I remember the first time I met her. It was mid July. All the pastors were at their yearly retreat. While they were water skiing, tubing and BBQing the rest of us got to be pampered on the job with spa treatments, movies and our own BBQ lunch on the lawn. It was a bright, sunny day and I was sipping on cucumber water waiting my turn for a pedicure. Kym walked in the room. She had black hair underneath and almost platinum blonde hair on the top layers. It was short. She was striking because her complexion was so pale next to such black and blonde hair. But not pale in a bad way. The pale of one who actually has strawberry blonde hair. She was lovely. And she shined even in the sunlight flowing in the large windows of the Upper Room. I liked her. At that moment. Before we even had a conversation. There was just something about her. She seemed different. She seemed like my kind of person. Down to earth. Available. Funky. Not OC.

This whole assessment was made even before we shared a sentence. Kym. She sat down next to me. And in my brave, secretly shy manner, I struck up a conversation with her probably seeming very outgoing. Or perhaps she started the conversation. I don't remember now who said hi first. I do know that inwardly I was wondering if she would think I was stupid or uncool. She seemed so cool. Yet she was so friendly and I thought we might really be friends. We talked about seminary. I told her I was in the midst of applying to seminary but was kind of petrified of the program and what it would require of me emotionally and spiritually. She said I needed to do it. That it was right for me. It was like she already knew me. Like we were instantly friends. I don't know about her but from that moment on she was one of my special friends. She just fit.

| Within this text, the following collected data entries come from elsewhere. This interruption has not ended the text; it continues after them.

//! Feed retrieval and structural validation.
//!
//! - **Fetching**: single-shot HTTP retrieval with timeout and size limit
//! - **Discovery**: probing candidate ports for a running feed server
//! - **Parsing**: bytes into a namespace-aware [`FeedDocument`]
//! - **Validation**: RSS 2.0 and Atom 1.0 required-element checklists
//!
//! # Example
//!
//! ```
//! use feedcheck::feed::{validate_bytes, FeedKind};
//!
//! let xml = br#"<rss version="2.0"><channel>
//!   <title>T</title><link>https://example.com</link><description>D</description>
//!   <item><title>I</title><link>https://example.com/i</link><description>D</description></item>
//! </channel></rss>"#;
//!
//! let result = validate_bytes(FeedKind::Rss, xml).unwrap();
//! assert!(result.passed());
//! ```

mod atom;
mod checklist;
mod discovery;
mod document;
mod fetcher;
mod rss;

pub use atom::{validate_atom, ATOM_NAMESPACE};
pub use checklist::{
    verify_elements, Diagnostic, ElementCheck, FeedKind, Level, Requirement, ValidationResult,
};
pub use discovery::{discover_base_url, DiscoveryError, DEFAULT_PORTS, PROBE_TIMEOUT};
pub use document::{parse_document, Element, FeedDocument, ParseError};
pub use fetcher::{fetch_feed, FetchError, MAX_FEED_SIZE};
pub use rss::validate_rss;

/// Validates a parsed document as the given feed kind.
pub fn validate(kind: FeedKind, doc: &FeedDocument) -> ValidationResult {
    match kind {
        FeedKind::Rss => validate_rss(doc),
        FeedKind::Atom => validate_atom(doc),
    }
}

/// Parses `bytes` and validates them as the given feed kind.
///
/// # Errors
///
/// Returns [`ParseError`] when the bytes are not well-formed XML. Structural
/// problems are never errors; they are `Fail` diagnostics in the result.
pub fn validate_bytes(kind: FeedKind, bytes: &[u8]) -> Result<ValidationResult, ParseError> {
    let doc = parse_document(bytes)?;
    Ok(validate(kind, &doc))
}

I did go to seminary. We did become special friends. I love her like a sister. And now she has cancer. And the brightness that is Kym is fading. I can't even put to words the sadness I feel. The loss I already feel. It's like there is a space inside of me that is Kym-shaped. And it's full of her and vacant at the same time. Oh my dear friend Kym! You are so lovely. You have blessed my life more than you will ever know. You chose me to be your friend. You trusted me. You shared your life and struggles with me. You included me. You loved me. You trusted me with your thoughts and feelings. You trusted me with your fears and your hopes. You believed in me. You hoped way more for me than I could myself. And you taught me about work and life. You have been such a gift. Such a blessing. I have been so privileged to be counted among your friends. Do you know that? Do you know just how much you mean to me? I know I'm only a new friend in the last 4 years but that time has fed my soul. God has fed my thirsty soul through you. You have watered me. You have walked with me friend through the dark night of the soul. When there were no lights, you let me be where I was, how I was and you still loved me. And in your dark days you let me share that time with you. You told me how you truly felt. You honored me.

And even in letting me come over and visit and pray for you. Oh you have so honored me. Your friendship had meant more than the world to me. I love you Kym. So so so much it hurts. And it hurts to see you in pain. It hurts to see your family in pain. But know that I am constantly in prayer on your behalf. This bat phone is being dialed for you dear friend. I love you. I hope you know that you have impacted my life - ME - my little insignificant existence - in a significant way. I love you dear friend!!!